- Opening Delimiter -

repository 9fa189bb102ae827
pub mod config;
pub mod error;
pub mod telemetry;
pub mod workflows;
//! Recovery scoring and daily risk triage.
//!
//! Three pure components sit at the core: the score engine evaluates the
//! data-driven rule tables against assessment snapshots, the phase classifier
//! maps totals onto recovery phases, and the check-in classifier turns daily
//! pain/stress/mood answers into a risk tier with an escalation flag. The
//! service and router wrap them with storage and alert seams for the rest of
//! the platform.

pub mod checkin;
pub mod domain;
pub mod repository;
pub mod router;
pub mod scoring;
pub mod service;

#[cfg(test)]
mod tests;

pub use checkin::{
    CheckinEngine, CheckinError, CheckinSubmission, MoodCategory, RiskTier, TierOutcome,
    TierThresholds,
};
pub use domain::{
    AssessmentId, AssessmentSnapshot, AssessmentSubmission, ClinicianOverride, FormKind,
    FunctionalScore, PatientId, SnapshotValidationError, NO_NEGATIVE_BELIEFS_SENTINEL,
};
pub use repository::{
    AlertError, AlertPublisher, AssessmentRecord, CareTeamAlert, CheckinRecord,
    InMemoryRecoveryRepository, RecoveryRepository, RepositoryError, TracingAlertPublisher,
};
pub use router::recovery_router;
pub use scoring::{
    EvaluationResult, PhaseCutoffs, RecoveryPhase, RuleSetIntegrityError, ScoreBreakdownItem,
    ScoreEngine, ScoringError, ScoringRuleSet,
};
pub use service::{RecoveryService, ScoreView, ServiceError};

- Closing Delimiter -

• Your goal:
Using the exact wording, repeat all the entries.

• Reply:
repository 9fa189bb102ae827
pub mod config;
pub mod error;
pub mod telemetry;
pub mod workflows;
//! Recovery scoring and daily risk triage.
//!
//! Three pure components sit at the core: the score engine evaluates the
//! data-driven rule tables against assessment snapshots, the phase classifier
//! maps totals onto recovery phases, and the check-in classifier turns daily
//! pain/stress/mood answers into a risk tier with an escalation flag. The
//! service and router wrap them with storage and alert seams for the rest of
//! the platform.

pub mod checkin;
pub mod domain;
pub mod repository;
pub mod router;
pub mod scoring;
pub mod service;

#[cfg(test)]
mod tests;

pub use checkin::{
    CheckinEngine, CheckinError, CheckinSubmission, MoodCategory, RiskTier, TierOutcome,
    TierThresholds,
};
pub use domain::{
    AssessmentId, AssessmentSnapshot, AssessmentSubmission, ClinicianOverride, FormKind,
    FunctionalScore, PatientId, SnapshotValidationError, NO_NEGATIVE_BELIEFS_SENTINEL,
};
pub use repository::{
    AlertError, AlertPublisher, AssessmentRecord, CareTeamAlert, CheckinRecord,
    InMemoryRecoveryRepository, RecoveryRepository, RepositoryError, TracingAlertPublisher,
};
pub use router::recovery_router;
pub use scoring::{
    EvaluationResult, PhaseCutoffs, RecoveryPhase, RuleSetIntegrityError, ScoreBreakdownItem,
    ScoreEngine, ScoringError, ScoringRuleSet,
};
pub use service::{RecoveryService, ScoreView, ServiceError};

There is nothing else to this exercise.